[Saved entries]
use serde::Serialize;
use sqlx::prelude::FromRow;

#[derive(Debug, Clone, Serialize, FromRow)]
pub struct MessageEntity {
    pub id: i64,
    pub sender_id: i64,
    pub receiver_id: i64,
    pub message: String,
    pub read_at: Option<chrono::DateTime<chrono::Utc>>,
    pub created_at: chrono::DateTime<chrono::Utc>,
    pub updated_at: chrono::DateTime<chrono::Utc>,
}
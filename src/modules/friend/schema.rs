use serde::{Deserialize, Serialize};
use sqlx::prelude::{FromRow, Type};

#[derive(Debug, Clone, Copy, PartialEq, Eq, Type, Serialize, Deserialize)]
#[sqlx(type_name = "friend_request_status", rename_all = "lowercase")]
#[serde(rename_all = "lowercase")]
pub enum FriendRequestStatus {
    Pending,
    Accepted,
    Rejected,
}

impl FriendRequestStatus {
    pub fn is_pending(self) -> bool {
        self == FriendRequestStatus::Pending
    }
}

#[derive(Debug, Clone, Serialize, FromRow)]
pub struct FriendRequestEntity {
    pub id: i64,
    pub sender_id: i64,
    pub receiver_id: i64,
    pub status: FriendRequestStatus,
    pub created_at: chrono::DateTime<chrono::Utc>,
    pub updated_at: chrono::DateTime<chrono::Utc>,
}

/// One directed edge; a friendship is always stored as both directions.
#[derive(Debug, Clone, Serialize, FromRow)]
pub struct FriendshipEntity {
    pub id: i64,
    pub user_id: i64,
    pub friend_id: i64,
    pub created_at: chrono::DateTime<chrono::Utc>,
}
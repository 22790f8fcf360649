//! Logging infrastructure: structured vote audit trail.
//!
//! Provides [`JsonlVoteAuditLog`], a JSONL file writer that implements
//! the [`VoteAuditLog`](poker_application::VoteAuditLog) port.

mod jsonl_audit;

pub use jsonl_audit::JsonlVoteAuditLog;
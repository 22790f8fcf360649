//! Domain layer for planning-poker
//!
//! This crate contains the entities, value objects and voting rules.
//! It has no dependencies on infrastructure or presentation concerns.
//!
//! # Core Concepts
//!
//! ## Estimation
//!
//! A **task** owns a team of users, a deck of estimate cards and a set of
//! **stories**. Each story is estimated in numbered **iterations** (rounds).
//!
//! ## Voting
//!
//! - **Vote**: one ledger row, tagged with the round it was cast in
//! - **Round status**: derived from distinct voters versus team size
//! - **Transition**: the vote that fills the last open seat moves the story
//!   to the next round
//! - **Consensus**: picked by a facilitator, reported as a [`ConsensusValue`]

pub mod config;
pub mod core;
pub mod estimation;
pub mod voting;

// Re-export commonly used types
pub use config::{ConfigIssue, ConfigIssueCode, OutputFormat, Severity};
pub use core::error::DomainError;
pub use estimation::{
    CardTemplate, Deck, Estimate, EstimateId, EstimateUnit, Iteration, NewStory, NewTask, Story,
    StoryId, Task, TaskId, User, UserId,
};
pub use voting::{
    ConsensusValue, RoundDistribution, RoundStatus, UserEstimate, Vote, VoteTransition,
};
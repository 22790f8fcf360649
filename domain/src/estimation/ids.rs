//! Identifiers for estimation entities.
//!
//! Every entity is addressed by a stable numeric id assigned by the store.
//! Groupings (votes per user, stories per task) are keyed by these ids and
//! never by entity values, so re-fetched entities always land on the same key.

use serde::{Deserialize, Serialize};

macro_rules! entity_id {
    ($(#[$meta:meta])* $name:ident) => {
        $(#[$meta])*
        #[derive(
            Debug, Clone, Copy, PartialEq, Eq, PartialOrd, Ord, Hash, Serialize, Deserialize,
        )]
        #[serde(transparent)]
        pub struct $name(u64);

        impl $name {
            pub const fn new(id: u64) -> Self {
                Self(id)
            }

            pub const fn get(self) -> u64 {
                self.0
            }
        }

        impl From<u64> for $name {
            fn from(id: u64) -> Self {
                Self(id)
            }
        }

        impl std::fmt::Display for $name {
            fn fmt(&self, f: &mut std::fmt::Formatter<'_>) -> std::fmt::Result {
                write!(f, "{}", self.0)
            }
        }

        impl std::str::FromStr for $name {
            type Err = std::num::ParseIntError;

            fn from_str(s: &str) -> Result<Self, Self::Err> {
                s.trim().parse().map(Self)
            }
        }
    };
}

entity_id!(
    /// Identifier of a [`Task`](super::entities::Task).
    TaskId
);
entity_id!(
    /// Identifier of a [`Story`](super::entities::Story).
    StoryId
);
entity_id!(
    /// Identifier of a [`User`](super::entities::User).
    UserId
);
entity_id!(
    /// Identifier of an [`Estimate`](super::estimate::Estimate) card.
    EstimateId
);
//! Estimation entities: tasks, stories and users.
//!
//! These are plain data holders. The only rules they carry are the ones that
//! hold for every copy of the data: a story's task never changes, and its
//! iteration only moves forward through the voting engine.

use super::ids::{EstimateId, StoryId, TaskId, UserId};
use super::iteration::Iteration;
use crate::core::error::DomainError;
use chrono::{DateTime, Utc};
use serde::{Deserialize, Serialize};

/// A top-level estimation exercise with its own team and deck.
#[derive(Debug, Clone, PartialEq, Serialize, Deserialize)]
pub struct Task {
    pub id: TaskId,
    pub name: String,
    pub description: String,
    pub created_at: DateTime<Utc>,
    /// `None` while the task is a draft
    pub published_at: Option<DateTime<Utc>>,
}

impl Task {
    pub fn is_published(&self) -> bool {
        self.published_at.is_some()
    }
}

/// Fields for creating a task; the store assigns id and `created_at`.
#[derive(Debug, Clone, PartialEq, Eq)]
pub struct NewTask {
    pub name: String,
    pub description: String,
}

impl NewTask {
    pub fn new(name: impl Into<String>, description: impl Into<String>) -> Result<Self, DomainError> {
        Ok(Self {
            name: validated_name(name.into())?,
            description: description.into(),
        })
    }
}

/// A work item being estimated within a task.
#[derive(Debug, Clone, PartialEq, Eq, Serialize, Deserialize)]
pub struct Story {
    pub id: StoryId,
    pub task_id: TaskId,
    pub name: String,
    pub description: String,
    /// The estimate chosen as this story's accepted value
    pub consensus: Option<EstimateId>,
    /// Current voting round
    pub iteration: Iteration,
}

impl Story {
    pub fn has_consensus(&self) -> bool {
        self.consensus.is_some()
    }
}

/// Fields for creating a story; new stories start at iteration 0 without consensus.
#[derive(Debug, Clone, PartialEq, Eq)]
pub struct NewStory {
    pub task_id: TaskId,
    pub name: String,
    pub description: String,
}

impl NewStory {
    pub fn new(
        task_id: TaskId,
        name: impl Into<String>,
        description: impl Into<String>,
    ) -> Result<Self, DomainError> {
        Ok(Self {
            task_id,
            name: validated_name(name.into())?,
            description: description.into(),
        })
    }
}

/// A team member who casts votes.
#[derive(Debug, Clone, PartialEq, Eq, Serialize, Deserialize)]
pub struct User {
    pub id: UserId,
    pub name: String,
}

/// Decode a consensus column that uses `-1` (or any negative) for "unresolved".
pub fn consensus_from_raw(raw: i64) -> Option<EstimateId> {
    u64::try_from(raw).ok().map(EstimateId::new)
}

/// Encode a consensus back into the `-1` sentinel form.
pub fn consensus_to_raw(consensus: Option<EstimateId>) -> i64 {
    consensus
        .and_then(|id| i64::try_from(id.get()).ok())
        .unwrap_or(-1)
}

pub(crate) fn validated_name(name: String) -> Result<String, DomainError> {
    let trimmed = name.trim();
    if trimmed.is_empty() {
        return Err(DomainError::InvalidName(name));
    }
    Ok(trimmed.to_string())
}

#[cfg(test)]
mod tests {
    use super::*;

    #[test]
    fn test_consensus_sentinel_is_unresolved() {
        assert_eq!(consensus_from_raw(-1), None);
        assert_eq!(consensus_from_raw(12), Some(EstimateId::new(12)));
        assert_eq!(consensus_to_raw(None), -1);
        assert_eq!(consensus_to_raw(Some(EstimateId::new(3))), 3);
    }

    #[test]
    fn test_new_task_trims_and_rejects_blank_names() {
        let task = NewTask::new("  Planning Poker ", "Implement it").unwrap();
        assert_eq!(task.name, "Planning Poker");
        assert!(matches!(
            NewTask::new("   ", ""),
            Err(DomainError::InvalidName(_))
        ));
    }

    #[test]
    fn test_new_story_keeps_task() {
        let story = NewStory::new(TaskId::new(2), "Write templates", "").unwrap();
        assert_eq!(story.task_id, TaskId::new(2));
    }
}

WORK TO BE COMPLETED ::
Filtering the entries above by the word "data", copy each line that matches.

YOUR SOLUTION ::
//! These are plain data holders. The only rules they carry are the ones that
//! hold for every copy of the data: a story's task never changes, and its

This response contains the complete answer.